Rania Bellou
‘Between I and Me’
12 Star Gallery
Europe House, 32 Smith Square, London, SW1P 3EU
29 May – 15 June 2012
The exhibition of the Greek, London-based artist, Rania Bellou featurse intricate pencil drawings on multiple layers of tissue paper as well as the artist’s new series of interventions on postcards from Port Said (ca. 1910-1936) and archival material that reveals a torrid tale of repressed love in 1930s Egypt and England.
Between I and Me, 2012
Archival material that reveals a torrid tale of repressed love in 1930s Egypt and England
Essay by Vassiliki Dogkaki, M.Sc.Psych.
‘Remembrance of things past is not necessarily the remembrance of things as they were.’
Marcel Proust
Going through the love correspondence of an unknown couple -that reveals a torrid tale or repressed love in 1930s Egypt and England- creates the impression that one invades a thorough personal sphere with only means the guidance of his instinct and experiential symbolisms.
Such an invasion requires the profound understanding of the relationship’s dynamics in order to be able to follow its lead.
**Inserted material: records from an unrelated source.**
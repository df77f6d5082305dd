// src/schedule.rs

//! An editable set of courses: add, update and remove with validation and
//! clash checks, week filtering, slot grouping and JSON persistence.

use anyhow::{Context, Result};
use chrono::{DateTime, Utc};
use serde::{Deserialize, Serialize};
use std::{collections::BTreeMap, fs, path::Path};
use thiserror::Error;
use tracing::{debug, info, warn};

use crate::course::{Course, IdGenerator, TimestampIds};
use crate::slots::{Day, Period};
use crate::validate::{validate_course, validate_time_conflict, ValidationDefaults, ValidationError};
use crate::weeks::{self, WeekSet};

#[derive(Debug, Error, PartialEq, Eq)]
pub enum ScheduleError {
    #[error("invalid course: {0:?}")]
    Invalid(Vec<ValidationError>),
    #[error("time conflict with {}", .0.join(", "))]
    Conflict(Vec<String>),
    #[error("no course with id `{0}`")]
    NotFound(String),
    #[error("a course with id `{0}` already exists")]
    DuplicateId(String),
}

/// Partial update; `None` leaves a field as it is.
#[derive(Debug, Clone, Default, PartialEq, Eq, Deserialize)]
#[serde(default)]
pub struct CoursePatch {
    pub day: Option<String>,
    pub period: Option<String>,
    pub course: Option<String>,
    pub teacher: Option<String>,
    pub location: Option<String>,
    pub weeks: Option<String>,
}

impl CoursePatch {
    pub fn apply(&self, target: &mut Course) {
        let fields = [
            (&self.day, &mut target.day),
            (&self.period, &mut target.period),
            (&self.course, &mut target.course),
            (&self.teacher, &mut target.teacher),
            (&self.location, &mut target.location),
            (&self.weeks, &mut target.weeks),
        ];
        for (patch, field) in fields {
            if let Some(value) = patch {
                *field = value.clone();
            }
        }
    }
}

/// On-disk shape of a saved schedule.
#[derive(Debug, Serialize, Deserialize)]
struct ScheduleFile {
    courses: Vec<Course>,
    last_modified: DateTime<Utc>,
}

pub struct Schedule {
    courses: Vec<Course>,
    defaults: ValidationDefaults,
    ids: Box<dyn IdGenerator + Send>,
    last_modified: DateTime<Utc>,
}

impl Default for Schedule {
    fn default() -> Self {
        Self::new(ValidationDefaults::default())
    }
}

impl Schedule {
    pub fn new(defaults: ValidationDefaults) -> Self {
        Self::with_ids(defaults, Box::new(TimestampIds::new()))
    }

    pub fn with_ids(defaults: ValidationDefaults, ids: Box<dyn IdGenerator + Send>) -> Self {
        Self {
            courses: Vec::new(),
            defaults,
            ids,
            last_modified: Utc::now(),
        }
    }

    pub fn courses(&self) -> &[Course] {
        &self.courses
    }

    pub fn get(&self, id: &str) -> Option<&Course> {
        self.courses.iter().find(|c| c.id == id)
    }

    pub fn last_modified(&self) -> DateTime<Utc> {
        self.last_modified
    }

    /// Validate, clash-check and store a course. A blank id is filled in.
    pub fn add(&mut self, course: Course) -> Result<&Course, ScheduleError> {
        let validation = validate_course(&course, false, &self.defaults);
        if !validation.is_valid() {
            return Err(ScheduleError::Invalid(validation.errors));
        }
        let mut course = validation.course;
        if course.id.trim().is_empty() {
            course.id = self.ids.next_id();
        } else if self.get(&course.id).is_some() {
            return Err(ScheduleError::DuplicateId(course.id));
        }

        let conflict = validate_time_conflict(&course, &self.courses, None);
        if conflict.has_conflict() {
            warn!(course = %course.course, slot = %course.slot_key(), "refusing clashing course");
            return Err(ScheduleError::Conflict(conflict.ids()));
        }

        debug!(id = %course.id, slot = %course.slot_key(), "added course");
        self.courses.push(course);
        self.touch();
        let idx = self.courses.len() - 1;
        Ok(&self.courses[idx])
    }

    /// Apply a patch to the course with `id`. The stored course changes only
    /// if the patched copy validates and clashes with nothing but itself.
    pub fn update(&mut self, id: &str, patch: &CoursePatch) -> Result<&Course, ScheduleError> {
        let idx = self
            .courses
            .iter()
            .position(|c| c.id == id)
            .ok_or_else(|| ScheduleError::NotFound(id.to_string()))?;

        let mut updated = self.courses[idx].clone();
        patch.apply(&mut updated);
        let validation = validate_course(&updated, false, &self.defaults);
        if !validation.is_valid() {
            return Err(ScheduleError::Invalid(validation.errors));
        }
        let updated = validation.course;

        let conflict = validate_time_conflict(&updated, &self.courses, Some(id));
        if conflict.has_conflict() {
            return Err(ScheduleError::Conflict(conflict.ids()));
        }

        self.courses[idx] = updated;
        self.touch();
        Ok(&self.courses[idx])
    }

    pub fn remove(&mut self, id: &str) -> Option<Course> {
        let idx = self.courses.iter().position(|c| c.id == id)?;
        self.touch();
        Some(self.courses.remove(idx))
    }

    /// Swap in a freshly imported course list wholesale.
    pub fn replace_all(&mut self, courses: Vec<Course>) {
        info!(old = self.courses.len(), new = courses.len(), "replacing schedule");
        self.courses = courses;
        self.touch();
    }

    /// Every week any course meets, ascending.
    pub fn available_weeks(&self) -> Vec<u32> {
        let mut all = WeekSet::default();
        for course in &self.courses {
            all.extend(course.week_set().iter());
        }
        all.to_vec()
    }

    /// [`Self::available_weeks`] as `第N周` labels.
    pub fn available_week_labels(&self) -> Vec<String> {
        self.available_weeks()
            .into_iter()
            .map(|w| format!("第{}周", w))
            .collect()
    }

    /// Courses meeting in at least one of `weeks`; all courses when `weeks`
    /// is empty.
    pub fn courses_in_weeks(&self, weeks: &[u32]) -> Vec<&Course> {
        if weeks.is_empty() {
            return self.courses.iter().collect();
        }
        self.courses
            .iter()
            .filter(|c| {
                let meets = c.week_set();
                weeks.iter().any(|w| meets.contains(*w))
            })
            .collect()
    }

    /// Like [`Self::courses_in_weeks`] but with `第N周` labels. Labels that do
    /// not parse select nothing.
    pub fn courses_in_week_labels(&self, labels: &[&str]) -> Vec<&Course> {
        if labels.is_empty() {
            return self.courses.iter().collect();
        }
        let weeks: Vec<u32> = labels
            .iter()
            .filter_map(|l| weeks::parse_week_label(l))
            .collect();
        if weeks.is_empty() {
            return Vec::new();
        }
        self.courses_in_weeks(&weeks)
    }

    /// All courses grouped by slot. Records whose day or period is not
    /// canonical are left out.
    pub fn by_time_slot(&self) -> BTreeMap<(Day, Period), Vec<&Course>> {
        group_by_slot(self.courses.iter())
    }

    /// The grid for one teaching week.
    pub fn week_grid(&self, week: u32) -> BTreeMap<(Day, Period), Vec<&Course>> {
        group_by_slot(self.courses_in_weeks(&[week]).into_iter())
    }

    pub fn save(&self, path: &Path) -> Result<()> {
        let file = ScheduleFile {
            courses: self.courses.clone(),
            last_modified: self.last_modified,
        };
        let json = serde_json::to_string_pretty(&file).context("serializing schedule")?;
        fs::write(path, json).with_context(|| format!("writing schedule {:?}", path))?;
        info!(path = %path.display(), courses = self.courses.len(), "saved schedule");
        Ok(())
    }

    /// Load a saved schedule. Records are taken as stored.
    pub fn load(path: &Path, defaults: ValidationDefaults) -> Result<Self> {
        let text =
            fs::read_to_string(path).with_context(|| format!("reading schedule {:?}", path))?;
        let file: ScheduleFile = serde_json::from_str(&text)
            .with_context(|| format!("parsing schedule {:?}", path))?;
        info!(path = %path.display(), courses = file.courses.len(), "loaded schedule");
        let mut schedule = Self::new(defaults);
        schedule.courses = file.courses;
        schedule.last_modified = file.last_modified;
        Ok(schedule)
    }

    fn touch(&mut self) {
        self.last_modified = Utc::now();
    }
}

fn group_by_slot<'a>(
    courses: impl Iterator<Item = &'a Course>,
) -> BTreeMap<(Day, Period), Vec<&'a Course>> {
    let mut map: BTreeMap<(Day, Period), Vec<&Course>> = BTreeMap::new();
    for course in courses {
        match course.slot() {
            Some(slot) => map.entry(slot).or_default().push(course),
            None => debug!(id = %course.id, "course has no canonical slot"),
        }
    }
    map
}

#[cfg(test)]
mod tests {
    use super::*;
    use crate::course::SequentialIds;
    use tempfile::NamedTempFile;

    fn schedule() -> Schedule {
        Schedule::with_ids(ValidationDefaults::default(), Box::new(SequentialIds::default()))
    }

    fn course(day: &str, period: &str, name: &str, weeks: &str) -> Course {
        Course {
            day: day.into(),
            period: period.into(),
            course: name.into(),
            teacher: "张三".into(),
            location: "A301".into(),
            weeks: weeks.into(),
            ..Course::default()
        }
    }

    #[test]
    fn add_fills_ids_and_defaults() {
        let mut s = schedule();
        let added = s
            .add(Course {
                teacher: String::new(),
                ..course("星期一", "第1节", "高数", "1-8")
            })
            .unwrap();
        assert_eq!(added.id, "course_1");
        assert_eq!(added.teacher, "未知教师");
        assert_eq!(s.courses().len(), 1);
    }

    #[test]
    fn add_rejects_invalid_and_clashing_courses() {
        let mut s = schedule();
        s.add(course("星期一", "第1节", "高数", "1-8")).unwrap();

        let err = s.add(course("Monday", "第1节", "英语", "1-8")).unwrap_err();
        assert_eq!(err, ScheduleError::Invalid(vec![ValidationError::InvalidDay]));

        let err = s.add(course("星期一", "第1节", "物理", "8-16")).unwrap_err();
        assert_eq!(err, ScheduleError::Conflict(vec!["course_1".into()]));
        assert_eq!(err.to_string(), "time conflict with course_1");

        // same slot, disjoint weeks
        s.add(course("星期一", "第1节", "物理", "9-16")).unwrap();
        assert_eq!(s.courses().len(), 2);
    }

    #[test]
    fn explicit_duplicate_id_is_refused() {
        let mut s = schedule();
        let mut c = course("星期一", "第1节", "高数", "1-8");
        c.id = "x".into();
        s.add(c.clone()).unwrap();
        c.period = "第2节".into();
        assert_eq!(s.add(c).unwrap_err(), ScheduleError::DuplicateId("x".into()));
    }

    #[test]
    fn update_checks_conflicts_against_others_only() {
        let mut s = schedule();
        s.add(course("星期一", "第1节", "高数", "1-8")).unwrap();
        s.add(course("星期一", "第2节", "英语", "1-8")).unwrap();

        // moving onto its own slot is fine
        let patch = CoursePatch {
            weeks: Some("1-16".into()),
            ..CoursePatch::default()
        };
        assert_eq!(s.update("course_1", &patch).unwrap().weeks, "1-16");

        let patch = CoursePatch {
            period: Some("第1节".into()),
            ..CoursePatch::default()
        };
        assert_eq!(
            s.update("course_2", &patch).unwrap_err(),
            ScheduleError::Conflict(vec!["course_1".into()])
        );
        assert_eq!(s.get("course_2").unwrap().period, "第2节");

        assert_eq!(
            s.update("nope", &patch).unwrap_err(),
            ScheduleError::NotFound("nope".into())
        );
    }

    #[test]
    fn remove_and_replace() {
        let mut s = schedule();
        s.add(course("星期一", "第1节", "高数", "1-8")).unwrap();
        assert_eq!(s.remove("course_1").unwrap().course, "高数");
        assert!(s.remove("course_1").is_none());

        s.replace_all(vec![course("星期二", "第3节", "化学", "2-3")]);
        assert_eq!(s.courses().len(), 1);
    }

    #[test]
    fn week_queries() {
        let mut s = schedule();
        s.replace_all(vec![
            Course {
                id: "a".into(),
                ..course("星期一", "第1节", "高数", "1-3")
            },
            Course {
                id: "b".into(),
                ..course("星期三", "第2节", "英语", "5,7")
            },
            Course {
                id: "c".into(),
                ..course("周八", "第2节", "坏数据", "1-2")
            },
        ]);
        assert_eq!(s.available_weeks(), vec![1, 2, 3, 5, 7]);
        assert_eq!(s.available_week_labels()[3], "第5周");

        let ids = |courses: Vec<&Course>| courses.iter().map(|c| c.id.clone()).collect::<Vec<_>>();
        assert_eq!(ids(s.courses_in_weeks(&[])), vec!["a", "b", "c"]);
        assert_eq!(ids(s.courses_in_weeks(&[3, 7])), vec!["a", "b"]);
        assert_eq!(ids(s.courses_in_week_labels(&["第7周"])), vec!["b"]);
        assert!(s.courses_in_week_labels(&["下周"]).is_empty());

        let grid = s.by_time_slot();
        assert_eq!(grid.len(), 2);
        let monday_first = (Day::Monday, Period::new(1).unwrap());
        assert_eq!(grid[&monday_first][0].id, "a");
        assert!(s.week_grid(4).is_empty());
        assert_eq!(s.week_grid(5).len(), 1);
    }

    #[test]
    fn save_and_load_round_trip() -> Result<()> {
        let mut s = schedule();
        s.add(course("星期五", "第4节", "体育", "1-16")).unwrap();
        let file = NamedTempFile::new()?;
        s.save(file.path())?;

        let loaded = Schedule::load(file.path(), ValidationDefaults::default())?;
        assert_eq!(loaded.courses(), s.courses());
        assert_eq!(loaded.last_modified(), s.last_modified());
        Ok(())
    }
}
The restricted amount of information that the artist chose to provide, leads the audience’s imagination to reconstruct ideas and incidents by making assumptions and representations that he will never be able to crosscheck.
But is one person capable of understanding thoroughly the intentions and emotional mechanisms of another? Or is it that human nature really lacks empathy and just projects and identifies most experiences through the sense of self?
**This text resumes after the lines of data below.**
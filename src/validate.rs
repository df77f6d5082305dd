// src/validate.rs

//! Record validation and time-conflict detection.

use serde::Serialize;
use std::collections::BTreeMap;
use thiserror::Error;
use tracing::debug;

use crate::course::Course;
use crate::slots::{Day, Period};
use crate::weeks;

pub const UNKNOWN_TEACHER: &str = "未知教师";
pub const UNKNOWN_LOCATION: &str = "未知地点";
pub const DEFAULT_WEEKS: &str = "1-16";

#[derive(Debug, Clone, Copy, PartialEq, Eq, Error, Serialize)]
#[serde(rename_all = "snake_case")]
pub enum ValidationError {
    #[error("course name must not be empty")]
    MissingCourseName,
    #[error("day must be one of 星期一..星期日")]
    InvalidDay,
    #[error("period must be one of 第1节..第12节")]
    InvalidPeriod,
    #[error("teacher must not be empty")]
    MissingTeacher,
    #[error("location must not be empty")]
    MissingLocation,
    #[error("weeks must look like \"1-16\" or \"1-8,10-16\"")]
    InvalidWeeks,
}

/// Values written into missing fields by non-strict validation.
#[derive(Debug, Clone, PartialEq, Eq)]
pub struct ValidationDefaults {
    pub teacher: String,
    pub location: String,
    pub weeks: String,
}

impl Default for ValidationDefaults {
    fn default() -> Self {
        Self {
            teacher: UNKNOWN_TEACHER.to_string(),
            location: UNKNOWN_LOCATION.to_string(),
            weeks: DEFAULT_WEEKS.to_string(),
        }
    }
}

/// Outcome of [`validate_course`]: the possibly-repaired record and every
/// problem found.
#[derive(Debug, Clone, PartialEq, Eq)]
pub struct Validation {
    pub course: Course,
    pub errors: Vec<ValidationError>,
}

impl Validation {
    pub fn is_valid(&self) -> bool {
        self.errors.is_empty()
    }
}

/// Check a record.
///
/// `course`, `day` and `period` are always required. In strict mode teacher,
/// location and a well-formed `weeks` are required too; otherwise those three
/// are filled from `defaults`. The input is never modified.
pub fn validate_course(course: &Course, strict: bool, defaults: &ValidationDefaults) -> Validation {
    let mut fixed = course.clone();
    let mut errors = Vec::new();

    if course.course.trim().is_empty() {
        errors.push(ValidationError::MissingCourseName);
    }
    if Day::from_canonical(&course.day).is_none() {
        errors.push(ValidationError::InvalidDay);
    }
    if Period::from_canonical(&course.period).is_none() {
        errors.push(ValidationError::InvalidPeriod);
    }

    if course.teacher.trim().is_empty() {
        if strict {
            errors.push(ValidationError::MissingTeacher);
        } else {
            fixed.teacher = defaults.teacher.clone();
        }
    }
    if course.location.trim().is_empty() {
        if strict {
            errors.push(ValidationError::MissingLocation);
        } else {
            fixed.location = defaults.location.clone();
        }
    }
    if !weeks::is_valid_format(&course.weeks) {
        if strict {
            errors.push(ValidationError::InvalidWeeks);
        } else {
            debug!(weeks = %course.weeks, "replacing malformed weeks with default");
            fixed.weeks = defaults.weeks.clone();
        }
    }

    Validation {
        course: fixed,
        errors,
    }
}

/// Grammar gate for week strings.
pub fn validate_weeks_format(weeks: &str) -> bool {
    weeks::is_valid_format(weeks)
}

/// Existing records that clash with a candidate.
#[derive(Debug, Clone, PartialEq, Eq)]
pub struct TimeConflict<'a> {
    pub conflicts: Vec<&'a Course>,
}

impl TimeConflict<'_> {
    pub fn has_conflict(&self) -> bool {
        !self.conflicts.is_empty()
    }

    pub fn ids(&self) -> Vec<String> {
        self.conflicts.iter().map(|c| c.id.clone()).collect()
    }
}

/// Every record in `existing` (except `exclude_id`) on the same day and
/// period as `candidate` whose weeks overlap it.
pub fn validate_time_conflict<'a>(
    candidate: &Course,
    existing: &'a [Course],
    exclude_id: Option<&str>,
) -> TimeConflict<'a> {
    let conflicts = existing
        .iter()
        .filter(|c| exclude_id.map_or(true, |id| c.id != id))
        .filter(|c| c.day == candidate.day && c.period == candidate.period)
        .filter(|c| weeks::overlaps(&c.weeks, &candidate.weeks))
        .collect();
    TimeConflict { conflicts }
}

/// Two records that occupy the same slot in at least one week.
#[derive(Debug, Clone, PartialEq, Eq, Serialize)]
pub struct ConflictPair {
    pub first: String,
    pub second: String,
    pub day: String,
    pub period: String,
    pub shared_weeks: Vec<u32>,
}

/// All pairwise conflicts inside one record set, in input order.
pub fn detect_conflicts(courses: &[Course]) -> Vec<ConflictPair> {
    let mut by_slot: BTreeMap<(&str, &str), Vec<&Course>> = BTreeMap::new();
    for course in courses {
        by_slot
            .entry((course.day.as_str(), course.period.as_str()))
            .or_default()
            .push(course);
    }

    let mut pairs = Vec::new();
    for ((day, period), group) in by_slot {
        for (i, first) in group.iter().enumerate() {
            let first_weeks = first.week_set();
            for second in group.iter().skip(i + 1) {
                let shared = first_weeks.intersection(&second.week_set());
                if shared.is_empty() {
                    continue;
                }
                pairs.push(ConflictPair {
                    first: first.id.clone(),
                    second: second.id.clone(),
                    day: day.to_string(),
                    period: period.to_string(),
                    shared_weeks: shared.to_vec(),
                });
            }
        }
    }
    pairs
}

#[cfg(test)]
mod tests {
    use super::*;

    fn course(id: &str, day: &str, period: &str, weeks: &str) -> Course {
        Course {
            id: id.into(),
            day: day.into(),
            period: period.into(),
            course: "数据结构".into(),
            teacher: "张三".into(),
            location: "A301".into(),
            weeks: weeks.into(),
        }
    }

    fn empty_record() -> Course {
        Course {
            id: "test-2".into(),
            weeks: "invalid".into(),
            ..Course::default()
        }
    }

    #[test]
    fn valid_course_passes_both_modes() {
        let c = course("test-1", "星期一", "第1节", "1-16");
        let defaults = ValidationDefaults::default();
        assert!(validate_course(&c, true, &defaults).is_valid());
        let lenient = validate_course(&c, false, &defaults);
        assert!(lenient.is_valid());
        assert_eq!(lenient.course, c);
    }

    #[test]
    fn strict_mode_reports_every_problem() {
        let v = validate_course(&empty_record(), true, &ValidationDefaults::default());
        assert!(!v.is_valid());
        assert_eq!(
            v.errors,
            vec![
                ValidationError::MissingCourseName,
                ValidationError::InvalidDay,
                ValidationError::InvalidPeriod,
                ValidationError::MissingTeacher,
                ValidationError::MissingLocation,
                ValidationError::InvalidWeeks,
            ]
        );
    }

    #[test]
    fn lenient_mode_fills_defaults_but_keeps_slot_errors() {
        let input = empty_record();
        let v = validate_course(&input, false, &ValidationDefaults::default());
        assert!(!v.is_valid());
        assert_eq!(
            v.errors,
            vec![
                ValidationError::MissingCourseName,
                ValidationError::InvalidDay,
                ValidationError::InvalidPeriod,
            ]
        );
        assert_eq!(v.course.teacher, UNKNOWN_TEACHER);
        assert_eq!(v.course.location, UNKNOWN_LOCATION);
        assert_eq!(v.course.weeks, DEFAULT_WEEKS);
        // the input record is left untouched
        assert_eq!(input.teacher, "");
        assert_eq!(input.weeks, "invalid");
    }

    #[test]
    fn non_canonical_slots_are_rejected() {
        let c = course("x", "周一", "第13节", "1-16");
        let v = validate_course(&c, false, &ValidationDefaults::default());
        assert_eq!(
            v.errors,
            vec![ValidationError::InvalidDay, ValidationError::InvalidPeriod]
        );
    }

    #[test]
    fn conflict_needs_same_slot_and_overlapping_weeks() {
        let existing = vec![
            course("a", "星期一", "第1节", "1-8"),
            course("b", "星期一", "第1节", "10-16"),
            course("c", "星期二", "第1节", "1-16"),
            course("d", "星期一", "第2节", "1-16"),
        ];
        let candidate = course("new", "星期一", "第1节", "5-12");
        let result = validate_time_conflict(&candidate, &existing, None);
        assert!(result.has_conflict());
        assert_eq!(result.ids(), vec!["a".to_string(), "b".to_string()]);

        let result = validate_time_conflict(&candidate, &existing, Some("a"));
        assert_eq!(result.ids(), vec!["b".to_string()]);

        let late = course("late", "星期一", "第1节", "17-18");
        assert!(!validate_time_conflict(&late, &existing, None).has_conflict());
    }

    #[test]
    fn detect_conflicts_lists_shared_weeks() {
        let set = vec![
            course("a", "星期一", "第1节", "1-8"),
            course("b", "星期一", "第1节", "7-10"),
            course("c", "星期一", "第1节", "9-16"),
            course("d", "星期三", "第1节", "1-16"),
        ];
        let pairs = detect_conflicts(&set);
        assert_eq!(pairs.len(), 2);
        assert_eq!(pairs[0].first, "a");
        assert_eq!(pairs[0].second, "b");
        assert_eq!(pairs[0].shared_weeks, vec![7, 8]);
        assert_eq!(pairs[1].first, "b");
        assert_eq!(pairs[1].second, "c");
        assert_eq!(pairs[1].shared_weeks, vec![9, 10]);
    }

    #[test]
    fn weeks_format_gate() {
        assert!(validate_weeks_format("1-8,10-16"));
        assert!(!validate_weeks_format("第1周"));
    }
}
Marcel Proust notes that, “every reader, as he reads, is actually the reader of himself. The writer’s work is only a kind of optical instrument he provides the reader so he can discern what he might never have seen in himself without this book. The reader’s recognition in himself of what the book says is the proof of the book’s truth”. Bellou’s real challenge is to read an image as a presentation that is capable of creating new contexts, or – to distance ourselves from the textual metaphor – new configurations.
Taking a closer look at Reggie’s love correspondence makes one sense his loneliness and his wholehearted dedication, his struggle for life and his gradual disintegration. It almost appears as fiction when the human instinctual inability to deal with absence of information, drives the audience to come up with thoughts and ideas in order to put the pieces of this communication together; always in such a way that the whole image appeals to the individual’s personality.
The exchange of letters seemed to serve the need of Reggie for a constant reminder of feelings and sexual self-stimulation, hence the repetition of the expressions. In other instances, writing those letters to his beloved one, was almost as if he was keeping a diary, holding on to images of the past and the desirable future, hoping that this continuum of feelings coming from far away –in terms of both place and time- would somehow maintain the sense of past self and that of a past era. Even after his decline, Reggie strived to fulfill his needs, bringing forward both a sense of circumstantial suppression and a narcissistic outburst.
Winkie’s absence requires an effort from the visitor’s side to understand her perceptions and feelings. Since Winkie’s letters are not provided, one can only assume that the impressions created by Reggie represent with accuracy the culture of the relationship. Her vivid presence on his mind is empowered by the void that her absence indicates.
In these letters, anyone could be either Reggie or Winkie, or even both of them in different instances of their life. Some could even stay distant just to observe the passion and the destruction and protect themselves from feelings. Each person will projectively identify with the characters in a completely different manner, as transference of behaviors and personality traits depends mainly on the individual’s experience.
If such a load of self is engaged and involved in love, could it be that in between every human’s I and Me, there is an available space for the significant other to be contained and appreciated? Or are love and passion just projections of one’s feelings onto his own self?